Sa ferme est très organisée, chaque rangée est numérotée et est référencée sur une application en temps et en heure : quelle culture, à quel stade, sa localisation. Ainsi il peut savoir exactement ce qu’il en est de sa production. Il a aussi mit en place un système mécanique de transport des produits du bas de la parcelle vers le haut pour éviter aux travailleurs de tout charger et de faire trop d’allers-retours.
La Finca Alisal y San Luis. Una familia que trabaja para tu hogar
La ferme Alisal et San Luis. Une famille qui travaille pour ton foyer.
Et puis j’arrive enfin chez Clementina. Je dois y rester jusqu’au vendredi. La ferme de Clementina est un modèle dans la région, et même au niveau national. Elle reçoit de nombreuses visites d’universitaires, d’agriculteurs, d’instituts techniques…
Au contraire de nombreuses familles qui quittent la campagne pour la ville à la recherche d’une meilleure qualité de vie, Clementina et sa famille sont venus s’installer à Guasca dans les années 90, après avoir vécu de nombreuses années à Bogotá avec l’objectif de produire leurs aliments comme le faisaient leurs parents et grands-parents.

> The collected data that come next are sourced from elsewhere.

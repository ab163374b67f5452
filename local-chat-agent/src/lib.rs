//! Session logic for local-chat
//!
//! This crate provides the session controller, conversation auto-titling and
//! the command dispatch used by presentation layers.

pub mod command;
pub mod controller;
pub mod title;

#[cfg(test)]
mod testing;

pub use command::{Command, CommandResponse};
pub use controller::{Phase, SessionController, SessionState, TurnOutcome, SENTINEL_REPLY};
pub use title::{TitleNamer, TitleOutcome};
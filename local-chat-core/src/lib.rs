//! Core types for local-chat
//!
//! This crate provides the conversation model, the conversation store and
//! its JSON persistence, configuration, logging and the shared error type
//! used by all other local-chat components.

pub mod config;
pub mod error;
pub mod logging;
pub mod session;
pub mod utils;

pub use error::{Error, Result};
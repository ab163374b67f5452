//! Configuration validation rules.

use super::schema::Config;

/// Validate configuration and return aggregated validation errors.
pub fn validate_config(config: &Config) -> crate::Result<()> {
    let mut errors = Vec::new();

    let api_base = config.provider.api_base.trim();
    if api_base.is_empty() {
        errors.push("provider.api_base must not be empty".to_string());
    } else if !(api_base.starts_with("http://") || api_base.starts_with("https://")) {
        errors.push("provider.api_base must start with http:// or https://".to_string());
    }

    if config.session.store_path.trim().is_empty() {
        errors.push("session.store_path must not be empty".to_string());
    }
    if config.session.placeholder_title.is_empty() {
        errors.push("session.placeholder_title must not be empty".to_string());
    }

    if !["text", "json"].contains(&config.logging.format.to_lowercase().as_str()) {
        errors.push("logging.format must be one of: text, json".to_string());
    }

    if errors.is_empty() {
        Ok(())
    } else {
        Err(crate::Error::Validation(errors.join("; ")))
    }
}
//! Auto-titling of conversations from their opening message

use local_chat_core::session::{ConversationHandle, ConversationStore, Message};
use local_chat_core::{Error, Result};
use local_chat_providers::ChatProvider;
use std::sync::Arc;
use tracing::{debug, info, warn};

const TITLE_INSTRUCTION: &str = "Summarize this chat request in 3-5 words:";

/// What happened to a conversation's title after a turn
#[derive(Debug)]
pub enum TitleOutcome {
    /// The conversation was retitled
    Renamed { from: String, to: String },
    /// No titling was attempted
    Skipped,
    /// Summarization failed and the title was left unchanged
    Failed(Error),
}

impl TitleOutcome {
    pub fn new_title(&self) -> Option<&str> {
        match self {
            TitleOutcome::Renamed { to, .. } => Some(to),
            _ => None,
        }
    }
}

/// Derives short conversation titles through the completion service
pub struct TitleNamer {
    provider: Arc<dyn ChatProvider>,
}

impl TitleNamer {
    pub fn new(provider: Arc<dyn ChatProvider>) -> Self {
        Self { provider }
    }

    /// The one-shot instruction sent for `opening_user_message`
    pub fn prompt_for(opening_user_message: &str) -> String {
        format!("{}\n{}", TITLE_INSTRUCTION, opening_user_message)
    }

    /// Ask the service for a title. The reply content is returned verbatim.
    pub async fn summarize(&self, model: &str, opening_user_message: &str) -> Result<String> {
        let request = [Message::user(Self::prompt_for(opening_user_message))];
        let reply = self.provider.complete(model, &request).await?;
        debug!("Title candidate: {:?}", reply.content());
        Ok(reply.content().to_string())
    }

    /// Summarize the conversation behind `handle` and retitle it.
    ///
    /// Never fails: a summarization error leaves the title untouched and is
    /// returned as [`TitleOutcome::Failed`].
    pub async fn apply(
        &self,
        store: &mut ConversationStore,
        handle: ConversationHandle,
        model: &str,
    ) -> TitleOutcome {
        let (from, opening) = match store.resolve(handle) {
            Ok(conversation) => match conversation.opening_user_message() {
                Some(message) => (
                    conversation.title().to_string(),
                    message.content().to_string(),
                ),
                None => return TitleOutcome::Skipped,
            },
            Err(e) => return TitleOutcome::Failed(e),
        };

        let candidate = match self.summarize(model, &opening).await {
            Ok(candidate) => candidate,
            Err(e) => {
                warn!("Could not title conversation '{}': {}", from, e);
                return TitleOutcome::Failed(e);
            }
        };

        match store.set_display_title(handle, &candidate) {
            Ok(to) => {
                info!("Conversation '{}' titled '{}'", from, to);
                TitleOutcome::Renamed { from, to }
            }
            Err(e) => TitleOutcome::Failed(e),
        }
    }
}
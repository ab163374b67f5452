//! Durable storage of all conversations as a single JSON document
//!
//! The document is one object mapping conversation title to an array of
//! `{role, content}` objects. Keys are written in display order, so
//! reloading and re-saving a document reproduces it byte for byte.

use super::store::Message;
use crate::{Error, Result};
use serde::de::{MapAccess, Visitor};
use serde::ser::SerializeMap;
use serde::{Deserialize, Deserializer, Serialize, Serializer};
use std::fmt;
use std::fs::File;
use std::io::Write;
use std::path::{Path, PathBuf};
use tracing::{debug, info};

/// Ordered title -> history pairs, the unit of persistence
#[derive(Debug, Clone, Default, PartialEq, Eq)]
pub struct ConversationSnapshot {
    entries: Vec<(String, Vec<Message>)>,
}

impl ConversationSnapshot {
    pub fn new() -> Self {
        Self::default()
    }

    /// Insert or replace an entry. A replaced title keeps its position.
    pub fn insert(&mut self, title: String, messages: Vec<Message>) {
        match self.entries.iter_mut().find(|(t, _)| *t == title) {
            Some(entry) => entry.1 = messages,
            None => self.entries.push((title, messages)),
        }
    }

    pub fn titles(&self) -> impl Iterator<Item = &str> {
        self.entries.iter().map(|(t, _)| t.as_str())
    }

    pub fn get(&self, title: &str) -> Option<&[Message]> {
        self.entries
            .iter()
            .find(|(t, _)| t == title)
            .map(|(_, m)| m.as_slice())
    }

    pub fn len(&self) -> usize {
        self.entries.len()
    }

    pub fn is_empty(&self) -> bool {
        self.entries.is_empty()
    }

    pub fn into_entries(self) -> Vec<(String, Vec<Message>)> {
        self.entries
    }
}

impl Serialize for ConversationSnapshot {
    fn serialize<S>(&self, serializer: S) -> std::result::Result<S::Ok, S::Error>
    where
        S: Serializer,
    {
        let mut map = serializer.serialize_map(Some(self.entries.len()))?;
        for (title, messages) in &self.entries {
            map.serialize_entry(title, messages)?;
        }
        map.end()
    }
}

impl<'de> Deserialize<'de> for ConversationSnapshot {
    fn deserialize<D>(deserializer: D) -> std::result::Result<Self, D::Error>
    where
        D: Deserializer<'de>,
    {
        struct SnapshotVisitor;

        impl<'de> Visitor<'de> for SnapshotVisitor {
            type Value = ConversationSnapshot;

            fn expecting(&self, f: &mut fmt::Formatter) -> fmt::Result {
                f.write_str("an object mapping conversation titles to message arrays")
            }

            fn visit_map<A>(self, mut access: A) -> std::result::Result<Self::Value, A::Error>
            where
                A: MapAccess<'de>,
            {
                let mut snapshot = ConversationSnapshot::new();
                while let Some((title, messages)) = access.next_entry::<String, Vec<Message>>()? {
                    snapshot.insert(title, messages);
                }
                Ok(snapshot)
            }
        }

        deserializer.deserialize_map(SnapshotVisitor)
    }
}

/// Reads and writes the conversation document. Holds no conversation state.
#[derive(Debug, Clone)]
pub struct PersistenceGateway {
    path: PathBuf,
}

impl PersistenceGateway {
    pub fn new<P: AsRef<Path>>(path: P) -> Self {
        Self {
            path: path.as_ref().to_path_buf(),
        }
    }

    pub fn path(&self) -> &Path {
        &self.path
    }

    /// Load the snapshot. A missing document is an empty first-run state.
    pub fn load(&self) -> Result<ConversationSnapshot> {
        if !self.path.exists() {
            info!("No conversation document at {:?}, starting empty", self.path);
            return Ok(ConversationSnapshot::new());
        }

        let content = std::fs::read(&self.path)?;
        let snapshot: ConversationSnapshot = serde_json::from_slice(&content).map_err(|e| {
            Error::CorruptState(format!("{}: {}", self.path.display(), e))
        })?;

        debug!(
            "Loaded {} conversations from {:?}",
            snapshot.len(),
            self.path
        );
        Ok(snapshot)
    }

    /// Replace the document with `snapshot`.
    ///
    /// The bytes go to a sibling temp file first and are renamed over the
    /// target once synced.
    pub fn save(&self, snapshot: &ConversationSnapshot) -> Result<()> {
        if let Some(parent) = self.path.parent() {
            if !parent.as_os_str().is_empty() && !parent.exists() {
                std::fs::create_dir_all(parent)?;
            }
        }

        let bytes = serde_json::to_vec(snapshot)?;
        let tmp_path = self.temp_path();

        let mut tmp_file = File::create(&tmp_path)?;
        tmp_file.write_all(&bytes)?;
        tmp_file.sync_all()?;
        drop(tmp_file);

        if let Err(e) = std::fs::rename(&tmp_path, &self.path) {
            let _ = std::fs::remove_file(&tmp_path);
            return Err(e.into());
        }

        debug!("Saved {} conversations to {:?}", snapshot.len(), self.path);
        Ok(())
    }

    fn temp_path(&self) -> PathBuf {
        let file_name = self
            .path
            .file_name()
            .map(|n| n.to_string_lossy().into_owned())
            .unwrap_or_else(|| "conversations.json".to_string());
        self.path
            .with_file_name(format!(".{}.tmp-{}", file_name, std::process::id()))
    }
}
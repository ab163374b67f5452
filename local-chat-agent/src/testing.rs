//! In-memory provider with scripted answers for controller tests

use async_trait::async_trait;
use local_chat_core::session::Message;
use local_chat_providers::{ChatProvider, ProviderError, ProviderResult};
use std::collections::VecDeque;
use std::sync::{Arc, Mutex};

enum Scripted {
    Reply(String),
    Unavailable,
    Protocol,
}

pub(crate) struct ScriptedProvider {
    models: Option<Vec<String>>,
    script: Mutex<VecDeque<Scripted>>,
    requests: Mutex<Vec<(String, Vec<Message>)>>,
}

impl ScriptedProvider {
    pub(crate) fn new(models: Vec<&str>) -> Arc<Self> {
        Arc::new(Self {
            models: Some(models.into_iter().map(String::from).collect()),
            script: Mutex::new(VecDeque::new()),
            requests: Mutex::new(Vec::new()),
        })
    }

    /// A service whose model listing fails
    pub(crate) fn unreachable() -> Arc<Self> {
        Arc::new(Self {
            models: None,
            script: Mutex::new(VecDeque::new()),
            requests: Mutex::new(Vec::new()),
        })
    }

    pub(crate) fn reply(self: Arc<Self>, content: &str) -> Arc<Self> {
        self.push(Scripted::Reply(content.to_string()));
        self
    }

    pub(crate) fn fail_unavailable(self: Arc<Self>) -> Arc<Self> {
        self.push(Scripted::Unavailable);
        self
    }

    pub(crate) fn fail_protocol(self: Arc<Self>) -> Arc<Self> {
        self.push(Scripted::Protocol);
        self
    }

    pub(crate) fn requests(&self) -> Vec<(String, Vec<Message>)> {
        self.requests.lock().unwrap().clone()
    }

    fn push(&self, step: Scripted) {
        self.script.lock().unwrap().push_back(step);
    }
}

#[async_trait]
impl ChatProvider for ScriptedProvider {
    async fn list_models(&self) -> ProviderResult<Vec<String>> {
        self.models
            .clone()
            .ok_or_else(|| ProviderError::ServiceUnavailable("connection refused".to_string()))
    }

    async fn complete(&self, model: &str, history: &[Message]) -> ProviderResult<Message> {
        self.requests
            .lock()
            .unwrap()
            .push((model.to_string(), history.to_vec()));

        let step = self.script.lock().unwrap().pop_front();
        match step {
            Some(Scripted::Reply(content)) => Ok(Message::assistant(content)),
            Some(Scripted::Protocol) => Err(ProviderError::Protocol(
                "missing message.content".to_string(),
            )),
            Some(Scripted::Unavailable) | None => Err(ProviderError::ServiceUnavailable(
                "connection refused".to_string(),
            )),
        }
    }
}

Dès leur installation ils ont basé leurs cultures sur le principe d’allélopathie, c’est à dire en tenant compte de l’influence d’une plante sur une autre. L’organisation de la ferme est donc bien différente de celle d’Hector. Elle semble en apparence moins organisée, mais pourtant associer les cultures demande une grande connaissance des différentes interactions entre les plantes car elles peuvent être bénéfiques comme néfastes. Ce système nécessite donc une forte organisation de l’espace, pour pouvoir exploiter au mieux ces interactions.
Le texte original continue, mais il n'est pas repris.